OpenTelemetry is a vendor-agnostic and portable standard for metrics, logs and traces (MLT) telemetry. It allows technologists to collect information from every part of their IT stack and not just the mission-critical applications where most have typically deployed agents to collect performance data until now.
Across all verticals, technologists are realising the benefits of OpenTelemetry as a simple and quick way to generate visibility into performance and availability across every single technical element of their IT environment. As Gartner describes it: OpenTelemetry’s emergence as an open standard for telemetry collection promises improved interoperability and greater observability of microservices, containers and Kubernetes.
This shift towards OpenTelemetry will undoubtedly gather pace over the coming years. And so technologists need a solution capable of consuming, processing and correlating the huge volumes of data that OpenTelemetry delivers. It also needs to be capable of providing a holistic view on all of the trace data which technologists now have at their fingertips, to understand IT performance and availability at a business transaction level.

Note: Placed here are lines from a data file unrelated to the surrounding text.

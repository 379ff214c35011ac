use chrono::{DateTime, Utc};

/// A row in the `investment_settings` table.
#[derive(Debug, Clone)]
pub struct SettingsRecord {
    pub id: i64,
    pub user_id: i64,
    /// 0 (conservative) to 10 (aggressive).
    pub risk_level: i64,
    /// Key forwarded to the AI service on the user's behalf.
    pub api_key: Option<String>,
    pub model_type: String,
    pub monthly_investment: f64,
    pub persona: Option<String>,
    pub notification_enabled: bool,
    /// Comma-separated channel list, e.g. `"app,email"`.
    pub notification_channels: String,
    pub created_at: DateTime<Utc>,
    pub updated_at: DateTime<Utc>,
}

/// Insert payload for [`SettingsRecord`].
#[derive(Debug, Clone)]
pub struct NewSettings {
    pub risk_level: i64,
    pub api_key: Option<String>,
    pub model_type: String,
    pub monthly_investment: f64,
    pub persona: Option<String>,
    pub notification_enabled: bool,
    pub notification_channels: String,
}

/// Partial update; `None` leaves the column untouched.
#[derive(Debug, Clone, Default)]
pub struct SettingsPatch {
    pub risk_level: Option<i64>,
    pub api_key: Option<String>,
    pub model_type: Option<String>,
    pub monthly_investment: Option<f64>,
    pub persona: Option<String>,
    pub notification_enabled: Option<bool>,
    pub notification_channels: Option<String>,
}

Ability to deliver business-level insights hinges on advanced AIOps
UAE technologists need to leverage the power of AIOps to prioritise actions for their cloud environments. In the future, organisations will leverage AI-assisted issue detection and diagnosis with insights for faster troubleshooting.

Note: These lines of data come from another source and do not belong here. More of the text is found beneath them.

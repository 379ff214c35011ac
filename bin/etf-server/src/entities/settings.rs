use crate::entities::{
    dao::{NewSettings, SettingsPatch, SettingsRecord},
    fmt_ts, parse_ts, SqliteStore,
};
use chrono::Utc;
use std::future::Future;

pub trait SettingsStore: Send + Sync + 'static {
    fn get_settings(
        &self,
        user_id: i64,
    ) -> impl Future<Output = Result<Option<SettingsRecord>, sqlx::Error>> + Send;
    fn create_settings(
        &self,
        user_id: i64,
        settings: NewSettings,
    ) -> impl Future<Output = Result<SettingsRecord, sqlx::Error>> + Send;
    /// Apply `patch`; returns `None` when the user has no settings row.
    fn update_settings(
        &self,
        user_id: i64,
        patch: SettingsPatch,
    ) -> impl Future<Output = Result<Option<SettingsRecord>, sqlx::Error>> + Send;
    /// Settings of every user with notifications switched on.
    fn list_notification_enabled(
        &self,
    ) -> impl Future<Output = Result<Vec<SettingsRecord>, sqlx::Error>> + Send;
}

type SettingsRow = (
    i64,
    i64,
    i64,
    Option<String>,
    String,
    f64,
    Option<String>,
    bool,
    String,
    String,
    String,
);

const SETTINGS_COLUMNS: &str = "id, user_id, risk_level, api_key, model_type, monthly_investment, \
     persona, notification_enabled, notification_channels, created_at, updated_at";

fn from_row(row: SettingsRow) -> SettingsRecord {
    let (
        id,
        user_id,
        risk_level,
        api_key,
        model_type,
        monthly_investment,
        persona,
        notification_enabled,
        notification_channels,
        created_at,
        updated_at,
    ) = row;
    SettingsRecord {
        id,
        user_id,
        risk_level,
        api_key,
        model_type,
        monthly_investment,
        persona,
        notification_enabled,
        notification_channels,
        created_at: parse_ts(&created_at, "investment_settings.created_at"),
        updated_at: parse_ts(&updated_at, "investment_settings.updated_at"),
    }
}

impl SettingsStore for SqliteStore {
    async fn get_settings(&self, user_id: i64) -> Result<Option<SettingsRecord>, sqlx::Error> {
        let row: Option<SettingsRow> = sqlx::query_as(&format!(
            "SELECT {SETTINGS_COLUMNS} FROM investment_settings WHERE user_id = ?1"
        ))
        .bind(user_id)
        .fetch_optional(&self.pool)
        .await?;
        Ok(row.map(from_row))
    }

    async fn create_settings(
        &self,
        user_id: i64,
        settings: NewSettings,
    ) -> Result<SettingsRecord, sqlx::Error> {
        let now = fmt_ts(Utc::now());
        let row: SettingsRow = sqlx::query_as(&format!(
            "INSERT INTO investment_settings \
             (user_id, risk_level, api_key, model_type, monthly_investment, persona, \
              notification_enabled, notification_channels, created_at, updated_at) \
             VALUES (?1, ?2, ?3, ?4, ?5, ?6, ?7, ?8, ?9, ?9) RETURNING {SETTINGS_COLUMNS}"
        ))
        .bind(user_id)
        .bind(settings.risk_level)
        .bind(&settings.api_key)
        .bind(&settings.model_type)
        .bind(settings.monthly_investment)
        .bind(&settings.persona)
        .bind(settings.notification_enabled)
        .bind(&settings.notification_channels)
        .bind(&now)
        .fetch_one(&self.pool)
        .await?;
        Ok(from_row(row))
    }

    async fn update_settings(
        &self,
        user_id: i64,
        patch: SettingsPatch,
    ) -> Result<Option<SettingsRecord>, sqlx::Error> {
        let row: Option<SettingsRow> = sqlx::query_as(&format!(
            "UPDATE investment_settings SET \
               risk_level = COALESCE(?2, risk_level), \
               api_key = COALESCE(?3, api_key), \
               model_type = COALESCE(?4, model_type), \
               monthly_investment = COALESCE(?5, monthly_investment), \
               persona = COALESCE(?6, persona), \
               notification_enabled = COALESCE(?7, notification_enabled), \
               notification_channels = COALESCE(?8, notification_channels), \
               updated_at = ?9 \
             WHERE user_id = ?1 RETURNING {SETTINGS_COLUMNS}"
        ))
        .bind(user_id)
        .bind(patch.risk_level)
        .bind(&patch.api_key)
        .bind(&patch.model_type)
        .bind(patch.monthly_investment)
        .bind(&patch.persona)
        .bind(patch.notification_enabled)
        .bind(&patch.notification_channels)
        .bind(fmt_ts(Utc::now()))
        .fetch_optional(&self.pool)
        .await?;
        Ok(row.map(from_row))
    }

    async fn list_notification_enabled(&self) -> Result<Vec<SettingsRecord>, sqlx::Error> {
        let rows: Vec<SettingsRow> = sqlx::query_as(&format!(
            "SELECT {SETTINGS_COLUMNS} FROM investment_settings \
             WHERE notification_enabled = 1 ORDER BY user_id"
        ))
        .fetch_all(&self.pool)
        .await?;
        Ok(rows.into_iter().map(from_row).collect())
    }
}

#[cfg(test)]
pub(crate) mod test {
    use super::*;
    use crate::entities::test_support::{memory_store, user};

    pub(crate) fn defaults() -> NewSettings {
        NewSettings {
            risk_level: 5,
            api_key: None,
            model_type: "clova-x".into(),
            monthly_investment: 10.0,
            persona: None,
            notification_enabled: true,
            notification_channels: "app".into(),
        }
    }

    #[tokio::test]
    async fn create_then_patch() {
        let store = memory_store().await;
        let alice = user(&store, "alice").await;
        assert!(store.get_settings(alice.id).await.unwrap().is_none());

        store.create_settings(alice.id, defaults()).await.unwrap();
        let updated = store
            .update_settings(
                alice.id,
                SettingsPatch {
                    risk_level: Some(8),
                    persona: Some("공격적인 투자자".into()),
                    ..Default::default()
                },
            )
            .await
            .unwrap()
            .unwrap();
        assert_eq!(updated.risk_level, 8);
        assert_eq!(updated.persona.as_deref(), Some("공격적인 투자자"));
        // Untouched columns keep their values.
        assert_eq!(updated.model_type, "clova-x");
        assert_eq!(updated.monthly_investment, 10.0);
    }

    #[tokio::test]
    async fn patch_without_row_returns_none() {
        let store = memory_store().await;
        let alice = user(&store, "alice").await;
        let res = store
            .update_settings(alice.id, SettingsPatch::default())
            .await
            .unwrap();
        assert!(res.is_none());
    }

    #[tokio::test]
    async fn second_row_for_same_user_fails() {
        let store = memory_store().await;
        let alice = user(&store, "alice").await;
        store.create_settings(alice.id, defaults()).await.unwrap();
        assert!(store.create_settings(alice.id, defaults()).await.is_err());
    }

    #[tokio::test]
    async fn only_enabled_users_are_listed() {
        let store = memory_store().await;
        let alice = user(&store, "alice").await;
        let bob = user(&store, "bob").await;
        store.create_settings(alice.id, defaults()).await.unwrap();
        store
            .create_settings(
                bob.id,
                NewSettings {
                    notification_enabled: false,
                    ..defaults()
                },
            )
            .await
            .unwrap();

        let enabled = store.list_notification_enabled().await.unwrap();
        assert_eq!(enabled.len(), 1);
        assert_eq!(enabled[0].user_id, alice.id);
    }
}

Ultimately, this will allow technologists to identify and remedy the root causes of issues faster, minimising the impact on end user experience.
This technology can also enable prioritisation based on business impact, so technologists can focus on what really matters most to end users and the business, and business leaders can understand the impact of IT performance on business transactions.

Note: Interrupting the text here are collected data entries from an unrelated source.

//! Local-time helpers; the service runs on KST (UTC+9) unless configured otherwise.

use chrono::{DateTime, Datelike, FixedOffset, NaiveDate, Offset, TimeZone, Utc};

/// Fixed offset for `hours` east of UTC. Out-of-range values fall back to UTC.
pub fn offset(hours: i32) -> FixedOffset {
    hours.checked_mul(3600).and_then(FixedOffset::east_opt).unwrap_or_else(|| {
        tracing::warn!(hours, "invalid TIMEZONE_OFFSET; using UTC");
        Utc.fix()
    })
}

/// Calendar date of `now` in the configured zone.
pub fn local_date(now: DateTime<Utc>, hours: i32) -> NaiveDate {
    now.with_timezone(&offset(hours)).date_naive()
}

/// Monday = 0 … Sunday = 6.
pub fn weekday_index(date: NaiveDate) -> i64 {
    i64::from(date.weekday().num_days_from_monday())
}

/// UTC instant at which the local day containing `now` began.
pub fn start_of_local_day(now: DateTime<Utc>, hours: i32) -> DateTime<Utc> {
    let tz = offset(hours);
    let midnight = local_date(now, hours).and_hms_opt(0, 0, 0).unwrap_or_default();
    tz.from_local_datetime(&midnight)
        .single()
        .map(|dt| dt.with_timezone(&Utc))
        .unwrap_or(now)
}
//! Linear-in-parameters torque regressor
//!
//! Builds Y(Ω, α) such that
//!
//! ```text
//! τ = J α − Ω × (J Ω) = Y(Ω, α) θ
//! ```
//!
//! for two inertia parameterizations:
//!
//! - diagonal, θ = [Jxx, Jyy, Jzz]ᵀ (3×3 regressor)
//! - full symmetric, θ = [Jxx, Jyy, Jzz, Jxy, Jxz, Jyz]ᵀ (3×6 regressor)
//!
//! A sign error in any entry silently corrupts both the feedforward torque and
//! the learning signal, so both closed forms are checked against
//! [`rigid_body_torque`] by [`validate_diagonal`] / [`validate_full`].

use nalgebra::{DMatrix, DVector, Matrix3, Matrix3x6, Vector3, Vector6};

use super::rigid_body::rigid_body_torque;

/// Default tolerance for regressor validation
pub const VALIDATION_TOLERANCE: f64 = 1e-5;

/// Regressor for diagonal inertia
///
/// ```text
/// Y = [ αx      ΩyΩz   −ΩyΩz ]
///     [ −ΩxΩz   αy      ΩxΩz ]
///     [ ΩxΩy   −ΩxΩy    αz   ]
/// ```
pub fn regressor_diagonal(omega: &Vector3<f64>, alpha: &Vector3<f64>) -> Matrix3<f64> {
    let (wx, wy, wz) = (omega.x, omega.y, omega.z);
    let (ax, ay, az) = (alpha.x, alpha.y, alpha.z);

    Matrix3::new(
        ax, wy * wz, -wy * wz,
        -wx * wz, ay, wx * wz,
        wx * wy, -wx * wy, az,
    )
}

/// Regressor for full symmetric inertia
///
/// Columns are the coefficients of Jxx, Jyy, Jzz, Jxy, Jxz, Jyz in
/// J α − Ω × (J Ω). Expanding row by row, e.g. for the x-axis:
///
/// ```text
/// τx = Jxx αx + (Jyy − Jzz) ΩyΩz + Jxy (αy + ΩxΩz)
///    + Jxz (αz − ΩxΩy) + Jyz (Ωz² − Ωy²)
/// ```
pub fn regressor_full(omega: &Vector3<f64>, alpha: &Vector3<f64>) -> Matrix3x6<f64> {
    let (wx, wy, wz) = (omega.x, omega.y, omega.z);
    let (ax, ay, az) = (alpha.x, alpha.y, alpha.z);

    Matrix3x6::new(
        // Jxx       Jyy        Jzz       Jxy              Jxz              Jyz
        ax,         wy * wz,   -wy * wz,  ay + wx * wz,    az - wx * wy,    wz * wz - wy * wy,
        -wx * wz,   ay,        wx * wz,   ax - wy * wz,    wx * wx - wz * wz, az + wx * wy,
        wx * wy,    -wx * wy,  az,        wy * wy - wx * wx, ax + wy * wz,  ay - wx * wz,
    )
}

/// Diagonal parameters [Jxx, Jyy, Jzz] of an inertia matrix
pub fn diagonal_parameters(j: &Matrix3<f64>) -> Vector3<f64> {
    Vector3::new(j[(0, 0)], j[(1, 1)], j[(2, 2)])
}

/// Full symmetric parameters [Jxx, Jyy, Jzz, Jxy, Jxz, Jyz] of an inertia matrix
pub fn full_parameters(j: &Matrix3<f64>) -> Vector6<f64> {
    Vector6::new(j[(0, 0)], j[(1, 1)], j[(2, 2)], j[(0, 1)], j[(0, 2)], j[(1, 2)])
}

/// Check Y(Ω, α) θ against the direct torque model for a known diagonal J
pub fn validate_diagonal(
    j: &Matrix3<f64>,
    theta: &Vector3<f64>,
    omega: &Vector3<f64>,
    alpha: &Vector3<f64>,
    tol: f64,
) -> bool {
    let tau_true = rigid_body_torque(j, omega, alpha);
    let tau_regressor = regressor_diagonal(omega, alpha) * theta;
    (tau_true - tau_regressor).norm() < tol
}

/// Check Y(Ω, α) θ against the direct torque model for a known symmetric J
pub fn validate_full(
    j: &Matrix3<f64>,
    theta: &Vector6<f64>,
    omega: &Vector3<f64>,
    alpha: &Vector3<f64>,
    tol: f64,
) -> bool {
    let tau_true = rigid_body_torque(j, omega, alpha);
    let tau_regressor = regressor_full(omega, alpha) * theta;
    (tau_true - tau_regressor).norm() < tol
}

/// Regressor matrix for either parameterization
#[derive(Debug, Clone, PartialEq)]
pub enum Regressor {
    Diagonal(Matrix3<f64>),
    Full(Matrix3x6<f64>),
}

impl Regressor {
    /// Number of parameters (columns)
    pub fn num_params(&self) -> usize {
        match self {
            Regressor::Diagonal(_) => 3,
            Regressor::Full(_) => 6,
        }
    }

    /// Y θ; `theta` must have [`Self::num_params`] entries
    pub fn torque(&self, theta: &DVector<f64>) -> Vector3<f64> {
        debug_assert_eq!(theta.len(), self.num_params());
        match self {
            Regressor::Diagonal(y) => y * Vector3::new(theta[0], theta[1], theta[2]),
            Regressor::Full(y) => y * Vector6::from_column_slice(theta.as_slice()),
        }
    }

    /// Dynamically sized copy (3 × n) for the estimators
    pub fn to_dmatrix(&self) -> DMatrix<f64> {
        match self {
            Regressor::Diagonal(y) => DMatrix::from_column_slice(3, 3, y.as_slice()),
            Regressor::Full(y) => DMatrix::from_column_slice(3, 6, y.as_slice()),
        }
    }

    pub fn is_finite(&self) -> bool {
        match self {
            Regressor::Diagonal(y) => y.iter().all(|v| v.is_finite()),
            Regressor::Full(y) => y.iter().all(|v| v.is_finite()),
        }
    }
}

#[cfg(test)]
mod tests {
    use super::*;
    use approx::assert_relative_eq;

    fn sample_symmetric_inertia() -> Matrix3<f64> {
        Matrix3::new(
            0.050, 0.002, -0.001,
            0.002, 0.045, 0.003,
            -0.001, 0.003, 0.030,
        )
    }

    #[test]
    fn test_diagonal_matches_torque_model() {
        let j = Matrix3::from_diagonal(&Vector3::new(0.05, 0.05, 0.03));
        let omega = Vector3::new(1.5, -0.7, 2.2);
        let alpha = Vector3::new(-3.0, 0.4, 1.1);

        let tau = regressor_diagonal(&omega, &alpha) * diagonal_parameters(&j);

        assert_relative_eq!(tau, rigid_body_torque(&j, &omega, &alpha), epsilon = 1e-12);
    }

    #[test]
    fn test_full_matches_torque_model() {
        let j = sample_symmetric_inertia();
        let omega = Vector3::new(-0.9, 1.3, 0.6);
        let alpha = Vector3::new(2.0, -1.0, 0.25);

        let tau = regressor_full(&omega, &alpha) * full_parameters(&j);

        assert_relative_eq!(tau, rigid_body_torque(&j, &omega, &alpha), epsilon = 1e-12);
    }

    #[test]
    fn test_full_reduces_to_diagonal() {
        let omega = Vector3::new(0.3, 0.2, -1.0);
        let alpha = Vector3::new(0.1, 0.0, 0.7);

        let y_full = regressor_full(&omega, &alpha);
        let y_diag = regressor_diagonal(&omega, &alpha);

        assert_relative_eq!(y_full.fixed_view::<3, 3>(0, 0).into_owned(), y_diag, epsilon = 1e-15);
    }

    #[test]
    fn test_validate_detects_wrong_parameters() {
        let j = sample_symmetric_inertia();
        let omega = Vector3::new(1.0, 2.0, 3.0);
        let alpha = Vector3::new(0.5, 0.5, 0.5);

        let mut theta = full_parameters(&j);
        assert!(validate_full(&j, &theta, &omega, &alpha, VALIDATION_TOLERANCE));

        theta[5] += 0.01;
        assert!(!validate_full(&j, &theta, &omega, &alpha, VALIDATION_TOLERANCE));
    }

    #[test]
    fn test_regressor_enum_torque() {
        let j = sample_symmetric_inertia();
        let omega = Vector3::new(0.4, -0.4, 0.9);
        let alpha = Vector3::new(1.0, 0.0, -2.0);

        let y = Regressor::Full(regressor_full(&omega, &alpha));
        let theta = DVector::from_column_slice(full_parameters(&j).as_slice());

        assert_eq!(y.num_params(), 6);
        assert_relative_eq!(y.torque(&theta), rigid_body_torque(&j, &omega, &alpha), epsilon = 1e-12);

        let dm = y.to_dmatrix();
        assert_eq!(dm.shape(), (3, 6));
        assert_relative_eq!(dm[(2, 4)], alpha.x + omega.y * omega.z, epsilon = 1e-15);
    }
}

The transition to cloud observability is a marathon, not a sprint
Despite the increase in cloud computing initiatives, most enterprise businesses in the region, and across the globe for that matter, are still running the core of their application portfolio in traditional environments. And while technologists may have intentions to make the transition to cloud-native architectures over the next few years, it will more likely be a case of extending rather than entirely replacing their application portfolio. Traditional monitoring solutions are still performing a critical role, enabling technologists to identify issues and take appropriate action on a large part of the IT landscape. This will continue to be the case for some time to come in most organisations.
Technologists need to think about cloud observability as a multi-stage process which supports and enables the organisation’s wider digital transformation journey.
And this means that they need to work with a partner that can guide them as they make the switch, whether that is in two years or 10 years. They need a technology partner that can meet them where they’re currently at and then help them to transition to a cloud-native solution in a gradual and seamless way, when the time is right for them.
As end-user expectations for exceptional digital experiences continue to rise amongst both customers and employees, technologists in the Emirates know that they simply cannot afford any slip-ups when it comes to IT performance and availability. But currently, too many simply don’t have the tools and insights they need to identify and resolve issues within a fragmented and dynamic hybrid cloud environment.
With the accelerated move to cloud-native applications, technologists need to ensure that their monitoring capabilities keep pace. From understanding how highly-distributed cloud-native applications work and preventing incidents, to adopting new ways to gather vast amounts of MELT telemetry data, technologists need contextual insights that provide business context deep within the tech stack.
This is why it is imperative for technologists to implement the right cloud-native observability solution — one that can meet their immediate needs and also allow them to scale functionality as their organisation continues its own unique journey to the cloud.